(Stored data entries)
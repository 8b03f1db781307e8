use super::runtime::*;
use crate::runtime_registry::{RuntimeLease, RuntimeRegistry};
use crate::utils;
use crate::{ConfigureError, ConnectError, DriverKind, DriverSession, DriverSessionCreator, EyeDescriptor,
            FrameBufferDescriptor, FrameTrackingSnapshot, SessionError, SubmitError, TextureBridge,
            VRButton, VRControllerInput, VRDeviceInfo, VREye, VRFieldOfView, VRLayer, VRPose,
            VRSessionEvent};
use std::sync::Arc;
use std::time::Duration;

pub const DEFAULT_DETECT_TIMEOUT: Duration = Duration::from_millis(250);

pub struct OculusSessionCreator<R> {
    runtime: R,
    registry: Arc<RuntimeRegistry>,
    detect_timeout: Duration,
}

impl<R: OculusRuntime + Clone + 'static> OculusSessionCreator<R> {
    pub fn new(runtime: R, registry: Arc<RuntimeRegistry>, detect_timeout: Duration) -> Box<dyn DriverSessionCreator> {
        Box::new(OculusSessionCreator {
            runtime: runtime,
            registry: registry,
            detect_timeout: detect_timeout,
        })
    }
}

impl<R: OculusRuntime + Clone + 'static> DriverSessionCreator for OculusSessionCreator<R> {
    fn kind(&self) -> DriverKind {
        DriverKind::Oculus
    }

    fn new_session(&self) -> Box<dyn DriverSession> {
        let mut session = OculusSession::new(self.runtime.clone(), self.registry.clone());
        session.set_detect_timeout(self.detect_timeout);
        Box::new(session)
    }
}

// Per-configuration eye setup, kept for poll and submit.
#[derive(Clone, Copy)]
struct EyeSetup {
    descriptor: FrameBufferDescriptor,
    fov: [FovPort; 2],
    hmd_to_eye: [VRPose; 2],
    viewports: [OvrRecti; 2],
}

// Oculus PC SDK driver session
pub struct OculusSession<R: OculusRuntime> {
    runtime: R,
    registry: Arc<RuntimeRegistry>,
    detect_timeout: Duration,
    lease: Option<RuntimeLease>,
    session: Option<OvrSession>,
    hmd: Option<OvrHmdDesc>,
    device_info: Option<VRDeviceInfo>,
    setup: Option<EyeSetup>,
    swap_chain: Option<OvrSwapChain>,
    frame_index: u64,
    sensor_sample_time: f64,
    render_poses: [VRPose; 2],
    mounted: Option<bool>,
    focused: Option<bool>,
}

impl<R: OculusRuntime> OculusSession<R> {
    pub fn new(runtime: R, registry: Arc<RuntimeRegistry>) -> OculusSession<R> {
        OculusSession {
            runtime: runtime,
            registry: registry,
            detect_timeout: DEFAULT_DETECT_TIMEOUT,
            lease: None,
            session: None,
            hmd: None,
            device_info: None,
            setup: None,
            swap_chain: None,
            frame_index: 0,
            sensor_sample_time: 0.0,
            render_poses: [VRPose::identity(); 2],
            mounted: None,
            focused: None,
        }
    }

    pub fn set_detect_timeout(&mut self, timeout: Duration) {
        self.detect_timeout = timeout;
    }

    pub fn runtime(&self) -> &R {
        &self.runtime
    }

    fn destroy_swap_chain(&mut self) {
        if let (Some(session), Some(chain)) = (self.session, self.swap_chain.take()) {
            self.runtime.destroy_swap_chain(session, chain);
        }
    }

    fn session_events(&mut self, session: OvrSession, events: &mut Vec<VRSessionEvent>) -> Result<(), SessionError> {
        let status = self.runtime.session_status(session).map_err(session_error)?;
        if status.should_quit {
            return Err(SessionError::ShouldQuit);
        }
        if status.display_lost {
            return Err(SessionError::DisplayLost);
        }
        if !status.hmd_present {
            return Err(SessionError::DeviceRemoved);
        }

        if status.should_recenter {
            self.runtime.recenter_tracking_origin(session);
            events.push(VRSessionEvent::Recentered);
        }

        if self.mounted != Some(status.hmd_mounted) {
            // The first status only establishes the baseline.
            if self.mounted.is_some() {
                events.push(if status.hmd_mounted { VRSessionEvent::Mounted } else { VRSessionEvent::Unmounted });
            }
            self.mounted = Some(status.hmd_mounted);
        }

        let focused = status.is_visible && status.has_input_focus;
        if self.focused != Some(focused) {
            if self.focused.is_some() {
                events.push(if focused { VRSessionEvent::Focus } else { VRSessionEvent::Blur });
            }
            self.focused = Some(focused);
        }
        Ok(())
    }
}

impl<R: OculusRuntime> DriverSession for OculusSession<R> {
    fn kind(&self) -> DriverKind {
        DriverKind::Oculus
    }

    fn check_availability(&mut self) -> bool {
        self.runtime.detect(self.detect_timeout)
    }

    fn connect(&mut self) -> Result<VRDeviceInfo, ConnectError> {
        if let Some(ref info) = self.device_info {
            return Ok(info.clone());
        }

        let runtime = &self.runtime;
        let lease = self.registry
            .acquire(DriverKind::Oculus, || runtime.initialize())
            .map_err(runtime_error)?;

        let session = match runtime.create_session() {
            Ok(session) => session,
            Err(e) => {
                error!("ovr_Create failed: {}", e);
                lease.release(|| runtime.shutdown());
                return Err(runtime_error(e));
            }
        };

        let hmd = runtime.hmd_desc(session);
        let mut info = VRDeviceInfo::new(DriverKind::Oculus);
        info.name = hmd.product_name.clone();
        info.serial = hmd.serial_number.clone();
        info.firmware = format!("{}.{}", hmd.firmware_major, hmd.firmware_minor);
        info.render_width = hmd.resolution.0;
        info.render_height = hmd.resolution.1;
        info.refresh_rate = Some(hmd.display_refresh_rate);
        info!("Oculus session started on {} ({})", info.name, info.serial);

        self.lease = Some(lease);
        self.session = Some(session);
        self.hmd = Some(hmd);
        self.device_info = Some(info.clone());
        self.mounted = None;
        self.focused = None;
        Ok(info)
    }

    fn disconnect(&mut self) {
        self.destroy_swap_chain();
        self.setup = None;
        self.hmd = None;
        self.device_info = None;
        if let Some(session) = self.session.take() {
            self.runtime.destroy_session(session);
        }
        if let Some(lease) = self.lease.take() {
            let runtime = &self.runtime;
            lease.release(|| runtime.shutdown());
            info!("Oculus session ended");
        }
    }

    fn is_connected(&self) -> bool {
        self.session.is_some()
    }

    fn configure(&mut self) -> Result<FrameBufferDescriptor, ConfigureError> {
        let session = self.session.ok_or(ConfigureError::NotConnected)?;
        let default_fov = match self.hmd {
            Some(ref hmd) => hmd.default_eye_fov,
            None => return Err(ConfigureError::NotConnected),
        };

        let mut sizes = [(0, 0); 2];
        let mut hmd_to_eye = [VRPose::identity(); 2];
        for eye in &VREye::BOTH {
            let i = eye.index();
            sizes[i] = self.runtime.fov_texture_size(session, *eye, default_fov[i]);
            hmd_to_eye[i] = self.runtime.eye_render_desc(session, *eye, default_fov[i]).hmd_to_eye_pose;
        }

        // Both eyes share one side-by-side target.
        let width = sizes[0].0 + sizes[1].0;
        let height = sizes[0].1.max(sizes[1].1);
        if width == 0 || height == 0 {
            return Err(ConfigureError::Runtime(format!("eye texture size is {}x{}", width, height)));
        }

        let descriptor = FrameBufferDescriptor {
            width: width,
            height: height,
            eyes: [EyeDescriptor::new(VREye::Left, hmd_to_eye[0], fov_from_port(&default_fov[0])),
                   EyeDescriptor::new(VREye::Right, hmd_to_eye[1], fov_from_port(&default_fov[1]))],
        };

        let resized = self.setup.map_or(false, |s| (s.descriptor.width, s.descriptor.height) != (width, height));
        if resized {
            self.destroy_swap_chain();
        }

        self.setup = Some(EyeSetup {
            descriptor: descriptor,
            fov: default_fov,
            hmd_to_eye: hmd_to_eye,
            viewports: [OvrRecti { x: 0, y: 0, width: sizes[0].0 as i32, height: sizes[0].1 as i32 },
                        OvrRecti { x: sizes[0].0 as i32, y: 0, width: sizes[1].0 as i32, height: sizes[1].1 as i32 }],
        });
        Ok(descriptor)
    }

    fn poll_frame(&mut self) -> Result<FrameTrackingSnapshot, SessionError> {
        let session = match self.session {
            Some(session) => session,
            None => return Err(SessionError::Runtime("session is not connected".into())),
        };

        let mut snapshot = FrameTrackingSnapshot::default();
        self.session_events(session, &mut snapshot.events)?;

        self.frame_index += 1;
        let display_time = self.runtime.predicted_display_time(session, self.frame_index);
        let tracking = self.runtime.tracking_state(session, display_time);
        self.sensor_sample_time = display_time;

        let input = self.runtime.input_state(session);
        let mut hands = tracking.hands;
        if let Some(ref input) = input {
            for (i, hand) in hands.iter_mut().enumerate() {
                if let Some(hand) = hand.as_mut() {
                    hand.input = Some(touch_input(input, i));
                }
            }
        }

        if let (Some(setup), Some(head)) = (self.setup.as_ref(), tracking.head.as_ref()) {
            let head = &head.pose;
            for i in 0..2 {
                self.render_poses[i] = utils::compose(head, &setup.hmd_to_eye[i]);
            }
            snapshot.eyes = Some([
                EyeDescriptor::new(VREye::Left, self.render_poses[0], setup.descriptor.eyes[0].field_of_view),
                EyeDescriptor::new(VREye::Right, self.render_poses[1], setup.descriptor.eyes[1].field_of_view),
            ]);
        }

        snapshot.timestamp = utils::timestamp();
        snapshot.predicted_display_time = display_time;
        snapshot.head = tracking.head;
        snapshot.hands = hands;
        Ok(snapshot)
    }

    fn submit_frame(&mut self, bridge: &mut dyn TextureBridge, layer: &VRLayer) -> Result<(), SubmitError> {
        let session = self.session.ok_or(SubmitError::NotConnected)?;
        let setup = self.setup.ok_or(SubmitError::NotConfigured)?;
        let size = (setup.descriptor.width, setup.descriptor.height);

        let chain = match self.swap_chain {
            Some(chain) => chain,
            None => {
                let chain = self.runtime.create_swap_chain(session, size.0, size.1).map_err(submit_error)?;
                debug!("Created {}x{} swap chain", size.0, size.1);
                self.swap_chain = Some(chain);
                chain
            }
        };

        let texture = self.runtime.swap_chain_texture(session, chain).map_err(submit_error)?;
        // The swap chain has its origin at the top left.
        bridge.copy_in(layer, texture, size, true)?;
        self.runtime.commit_swap_chain(session, chain).map_err(submit_error)?;

        let eye_layer = OvrLayerEyeFov {
            color_texture: chain,
            viewports: setup.viewports,
            fov: setup.fov,
            render_poses: self.render_poses,
            sensor_sample_time: self.sensor_sample_time,
        };
        self.runtime.submit_frame(session, self.frame_index, &eye_layer).map_err(submit_error)
    }

    fn recenter(&mut self) {
        if let Some(session) = self.session {
            self.runtime.recenter_tracking_origin(session);
        }
    }
}

impl<R: OculusRuntime> Drop for OculusSession<R> {
    fn drop(&mut self) {
        self.disconnect();
    }
}

fn fov_from_port(fov: &FovPort) -> VRFieldOfView {
    VRFieldOfView::from_tangents(fov.up_tan, fov.right_tan, fov.down_tan, fov.left_tan)
}

fn runtime_error(e: OvrError) -> ConnectError {
    ConnectError::Runtime {
        driver: DriverKind::Oculus,
        message: e.to_string(),
    }
}

fn session_error(e: OvrError) -> SessionError {
    match e {
        OvrError::DisplayLost => SessionError::DisplayLost,
        OvrError::NoHmd => SessionError::DeviceRemoved,
        e => SessionError::Runtime(e.to_string()),
    }
}

fn submit_error(e: OvrError) -> SubmitError {
    match e {
        OvrError::DisplayLost => SubmitError::DisplayLost,
        e => SubmitError::Rejected(e.to_string()),
    }
}

// Touch controller layout: face buttons, thumbstick click, index trigger, then menu on the left hand.
// Axes are thumbstick x, y, index trigger, hand trigger.
fn touch_input(input: &OvrInputState, hand: usize) -> VRControllerInput {
    let (face, thumb, trigger_touch) = if hand == 0 {
        ([BUTTON_X, BUTTON_Y], BUTTON_LTHUMB, TOUCH_LINDEX_TRIGGER)
    } else {
        ([BUTTON_A, BUTTON_B], BUTTON_RTHUMB, TOUCH_RINDEX_TRIGGER)
    };
    let bit = |mask: u32| VRButton::from_masks(mask as u64, input.buttons as u64, input.touches as u64);

    let mut buttons = vec![bit(face[0]), bit(face[1]), bit(thumb)];
    buttons.push(VRButton {
        pressed: input.index_trigger[hand] > 0.5,
        touched: input.touches & trigger_touch != 0,
    });
    if hand == 0 {
        buttons.push(bit(BUTTON_ENTER));
    }

    let stick = input.thumbstick[hand];
    VRControllerInput {
        buttons: buttons,
        axes: vec![stick[0], stick[1], input.index_trigger[hand], input.hand_trigger[hand]],
    }
}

-- EXERCISE AIM --
Return every line from the records above that holds the word "VRDeviceInfo".

-- SOLUTION TO THIS EXERCISE --
            VRButton, VRControllerInput, VRDeviceInfo, VREye, VRFieldOfView, VRLayer, VRPose,
    device_info: Option<VRDeviceInfo>,
    fn connect(&mut self) -> Result<VRDeviceInfo, ConnectError> {
        let mut info = VRDeviceInfo::new(DriverKind::Oculus);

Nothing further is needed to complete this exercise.